Exercise prompt:
Which lines in the entries below contain the string "requested"? Show each of them in full.
== Segment start ==
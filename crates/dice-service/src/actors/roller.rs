//! `RollerActor` - per-connection actor bridging one participant to its room.
//!
//! Each `RollerActor` runs two halves on their own tasks:
//! - the inbound half reads client frames, resolves rolls and forwards
//!   rolls and renames to the room
//! - the outbound half writes roll results, roster updates and heartbeats
//!   to the client
//!
//! # Lifecycle
//!
//! 1. The registry enqueues the roller's seat on the room and hands back a
//!    [`RollerHandle`]
//! 2. The inbound half waits until the room has admitted the roller, then
//!    starts reading
//! 3. Either half stopping cancels the other (drop guard on a shared token)
//! 4. After both halves are done, exactly one removal is sent to the room
//!
//! The transport is abstract: any `Stream` of [`InboundFrame`] and `Sink` of
//! [`OutboundFrame`] works, which is how the WebSocket handler and the unit
//! tests plug in.

use crate::errors::TransportError;
use crate::protocol::{ClientMessage, InboundFrame, OutboundFrame, ServerMessage};

use super::messages::{RollResult, RollResults, RollerId, RollerSeat, UsersUpdateInfo};
use super::metrics::{ActorType, MetricsSink};
use super::room::RoomActorHandle;
use super::SessionSettings;

use chrono::Utc;
use futures::{Sink, SinkExt, Stream, StreamExt};
use rand::Rng;
use std::sync::Arc;
use std::time::Duration;
use tokio::sync::{mpsc, watch};
use tokio::task::JoinHandle;
use tokio::time::{Instant, MissedTickBehavior};
use tokio_util::sync::CancellationToken;
use tracing::{debug, info, instrument, warn};

/// Capacity of each outbound mailbox (results and roster updates).
pub const ROLLER_CHANNEL_BUFFER: usize = 16;

/// The transport side of an admitted (or admission-pending) roller.
#[derive(Debug)]
pub struct RollerHandle {
    id: RollerId,
    name: watch::Receiver<String>,
    room: RoomActorHandle,
    results: mpsc::Receiver<RollResults>,
    users: mpsc::Receiver<UsersUpdateInfo>,
}

impl RollerHandle {
    /// Create a matching seat (for the room) and handle (for the transport).
    #[must_use]
    pub fn new(room: RoomActorHandle, requested: String) -> (RollerSeat, RollerHandle) {
        let id = RollerId::new();
        let (name_tx, name_rx) = watch::channel(requested);
        let (results_tx, results_rx) = mpsc::channel(ROLLER_CHANNEL_BUFFER);
        let (users_tx, users_rx) = mpsc::channel(ROLLER_CHANNEL_BUFFER);

        let seat = RollerSeat {
            id,
            name: name_tx,
            results: results_tx,
            users: users_tx,
        };
        let handle = RollerHandle {
            id,
            name: name_rx,
            room,
            results: results_rx,
            users: users_rx,
        };

        (seat, handle)
    }

    #[must_use]
    pub fn id(&self) -> RollerId {
        self.id
    }

    /// Current name as last assigned by the room.
    #[must_use]
    pub fn name(&self) -> String {
        self.name.borrow().clone()
    }

    #[must_use]
    pub fn room_name(&self) -> &str {
        self.room.name()
    }
}

/// Resolve a roll request.
///
/// Sizes 0 and 1 are skipped; every other size gets one uniform draw in
/// `[1, size]`. All outcomes share one timestamp and name.
pub fn resolve_roll<R: Rng>(name: String, dice: &[u8], rng: &mut R) -> RollResults {
    let results = dice
        .iter()
        .filter(|&&size| size > 1)
        .map(|&size| RollResult {
            dice: size,
            result: rng.gen_range(1..=size),
        })
        .collect();

    RollResults {
        name,
        date: Utc::now(),
        results,
    }
}

/// The roller actor.
pub struct RollerActor {
    handle: RollerHandle,
    metrics: Arc<dyn MetricsSink>,
    settings: SessionSettings,
    cancel_token: CancellationToken,
}

impl RollerActor {
    #[must_use]
    pub fn new(
        handle: RollerHandle,
        metrics: Arc<dyn MetricsSink>,
        settings: SessionSettings,
    ) -> Self {
        Self {
            handle,
            metrics,
            settings,
            cancel_token: CancellationToken::new(),
        }
    }

    /// Token that stops both halves when cancelled.
    #[must_use]
    pub fn cancel_token(&self) -> CancellationToken {
        self.cancel_token.clone()
    }

    /// Spawn the actor on its own task.
    pub fn spawn<S, K>(self, inbound: S, outbound: K) -> JoinHandle<()>
    where
        S: Stream<Item = Result<InboundFrame, TransportError>> + Unpin + Send + 'static,
        K: Sink<OutboundFrame, Error = TransportError> + Unpin + Send + 'static,
    {
        tokio::spawn(self.run(inbound, outbound))
    }

    /// Drive the connection until either half stops, then leave the room.
    #[instrument(
        skip_all,
        name = "dice.actor.roller",
        fields(room = %self.handle.room.name(), roller_id = %self.handle.id)
    )]
    pub async fn run<S, K>(self, inbound: S, outbound: K)
    where
        S: Stream<Item = Result<InboundFrame, TransportError>> + Unpin + Send + 'static,
        K: Sink<OutboundFrame, Error = TransportError> + Unpin + Send + 'static,
    {
        let RollerActor {
            handle,
            metrics,
            settings,
            cancel_token,
        } = self;
        let RollerHandle {
            id,
            name,
            room,
            results,
            users,
        } = handle;

        debug!(
            target: "dice.actor.roller",
            room = %room.name(),
            roller_id = %id,
            "RollerActor started"
        );

        // Reader reports a reason to the writer so the client sees it
        let (error_tx, error_rx) = mpsc::channel(1);

        let reader = InboundHalf {
            inbound,
            id,
            name: name.clone(),
            room: room.clone(),
            metrics: Arc::clone(&metrics),
            read_timeout: settings.read_timeout,
            errors: error_tx,
            cancel_token: cancel_token.clone(),
        };
        let writer = OutboundHalf {
            outbound,
            results,
            users,
            errors: error_rx,
            ping_period: settings.ping_period,
            write_timeout: settings.write_timeout,
            cancel_token: cancel_token.clone(),
        };

        let (read_result, write_result) =
            tokio::join!(tokio::spawn(reader.run()), tokio::spawn(writer.run()));

        for result in [read_result, write_result] {
            if let Err(e) = result {
                if e.is_panic() {
                    metrics.actor_panicked(ActorType::Roller);
                }
            }
        }

        let final_name = name.borrow().clone();
        if let Err(e) = room.remove_roller(id, final_name.clone()).await {
            // Room already gone; it released our seat on its way out
            debug!(
                target: "dice.actor.roller",
                room = %room.name(),
                roller = %final_name,
                error = %e,
                "Room unavailable for removal"
            );
        }

        info!(
            target: "dice.actor.roller",
            room = %room.name(),
            roller = %final_name,
            "RollerActor stopped"
        );
    }
}

struct InboundHalf<S> {
    inbound: S,
    id: RollerId,
    name: watch::Receiver<String>,
    room: RoomActorHandle,
    metrics: Arc<dyn MetricsSink>,
    read_timeout: Duration,
    errors: mpsc::Sender<TransportError>,
    cancel_token: CancellationToken,
}

impl<S> InboundHalf<S>
where
    S: Stream<Item = Result<InboundFrame, TransportError>> + Unpin,
{
    async fn run(mut self) {
        let _guard = self.cancel_token.clone().drop_guard();

        let reason = match self.await_admission().await {
            Ok(()) => self.read_loop().await,
            Err(reason) => Some(reason),
        };

        if let Some(reason) = reason {
            debug!(
                target: "dice.actor.roller",
                room = %self.room.name(),
                roller_id = %self.id,
                reason = %reason,
                "Inbound half stopping"
            );
            // Capacity 1 and only ever one send, so this cannot be full
            let _ = self.errors.try_send(reason);
        }
    }

    /// Wait until the room has assigned our name.
    async fn await_admission(&mut self) -> Result<(), TransportError> {
        tokio::select! {
            () = self.cancel_token.cancelled() => Ok(()),
            changed = self.name.changed() => {
                changed.map_err(|_| TransportError::RoomUnavailable)
            }
        }
    }

    /// Returns the reason reading stopped, or `None` if cancelled.
    async fn read_loop(&mut self) -> Option<TransportError> {
        loop {
            let next = tokio::select! {
                () = self.cancel_token.cancelled() => return None,
                next = tokio::time::timeout(self.read_timeout, self.inbound.next()) => next,
            };

            let frame = match next {
                Err(_) => return Some(TransportError::ReadTimeout),
                Ok(None) => return Some(TransportError::Closed),
                Ok(Some(Err(e))) => return Some(e),
                Ok(Some(Ok(frame))) => frame,
            };

            match frame {
                InboundFrame::KeepAlive => {}
                InboundFrame::Message(message) => {
                    if let Err(e) = self.handle_message(message).await {
                        return Some(e);
                    }
                }
            }
        }
    }

    async fn handle_message(&mut self, message: ClientMessage) -> Result<(), TransportError> {
        match message {
            ClientMessage::Roll(dice) => {
                let name = self.name.borrow().clone();
                let results = resolve_roll(name, &dice, &mut rand::thread_rng());
                self.metrics.roll_resolved(results.results.len());
                self.room
                    .roll_completed(results)
                    .await
                    .map_err(|_| TransportError::RoomUnavailable)
            }
            ClientMessage::ProfileUpdate(new_name) => {
                let old_name = self.name.borrow().clone();
                self.room
                    .profile_update(self.id, old_name, new_name)
                    .await
                    .map_err(|_| TransportError::RoomUnavailable)
            }
            other => {
                warn!(
                    target: "dice.actor.roller",
                    room = %self.room.name(),
                    roller_id = %self.id,
                    message_type = %other.kind(),
                    "Ignoring unexpected message"
                );
                Ok(())
            }
        }
    }
}

struct OutboundHalf<K> {
    outbound: K,
    results: mpsc::Receiver<RollResults>,
    users: mpsc::Receiver<UsersUpdateInfo>,
    errors: mpsc::Receiver<TransportError>,
    ping_period: Duration,
    write_timeout: Duration,
    cancel_token: CancellationToken,
}

impl<K> OutboundHalf<K>
where
    K: Sink<OutboundFrame, Error = TransportError> + Unpin,
{
    async fn run(mut self) {
        let _guard = self.cancel_token.clone().drop_guard();

        let mut ping = tokio::time::interval_at(Instant::now() + self.ping_period, self.ping_period);
        ping.set_missed_tick_behavior(MissedTickBehavior::Delay);

        loop {
            let frame = tokio::select! {
                biased;

                Some(reason) = self.errors.recv() => {
                    self.send_error(&reason).await;
                    break;
                }

                () = self.cancel_token.cancelled() => break,

                results = self.results.recv() => match results {
                    Some(results) => OutboundFrame::Message(ServerMessage::Roll(results)),
                    None => {
                        self.send_error(&TransportError::RoomUnavailable).await;
                        break;
                    }
                },

                update = self.users.recv() => match update {
                    Some(update) => OutboundFrame::Message(ServerMessage::UsersUpdate(update)),
                    None => {
                        self.send_error(&TransportError::RoomUnavailable).await;
                        break;
                    }
                },

                _ = ping.tick() => OutboundFrame::Ping,
            };

            if let Err(e) = self.write(frame).await {
                debug!(target: "dice.actor.roller", error = %e, "Write failed");
                break;
            }
        }

        if tokio::time::timeout(self.write_timeout, self.outbound.close())
            .await
            .is_err()
        {
            debug!(target: "dice.actor.roller", "Transport close timed out");
        }
    }

    async fn write(&mut self, frame: OutboundFrame) -> Result<(), TransportError> {
        match tokio::time::timeout(self.write_timeout, self.outbound.send(frame)).await {
            Ok(result) => result,
            Err(_) => Err(TransportError::WriteTimeout),
        }
    }

    /// Best-effort error frame before the connection closes.
    async fn send_error(&mut self, reason: &TransportError) {
        if let Some(text) = reason.client_message() {
            let frame = OutboundFrame::Message(ServerMessage::Error(text));
            if let Err(e) = self.write(frame).await {
                debug!(target: "dice.actor.roller", error = %e, "Could not deliver error frame");
            }
        }
    }
}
== Segment end ==
Answer:
    pub fn new(room: RoomActorHandle, requested: String) -> (RollerSeat, RollerHandle) {
        let (name_tx, name_rx) = watch::channel(requested);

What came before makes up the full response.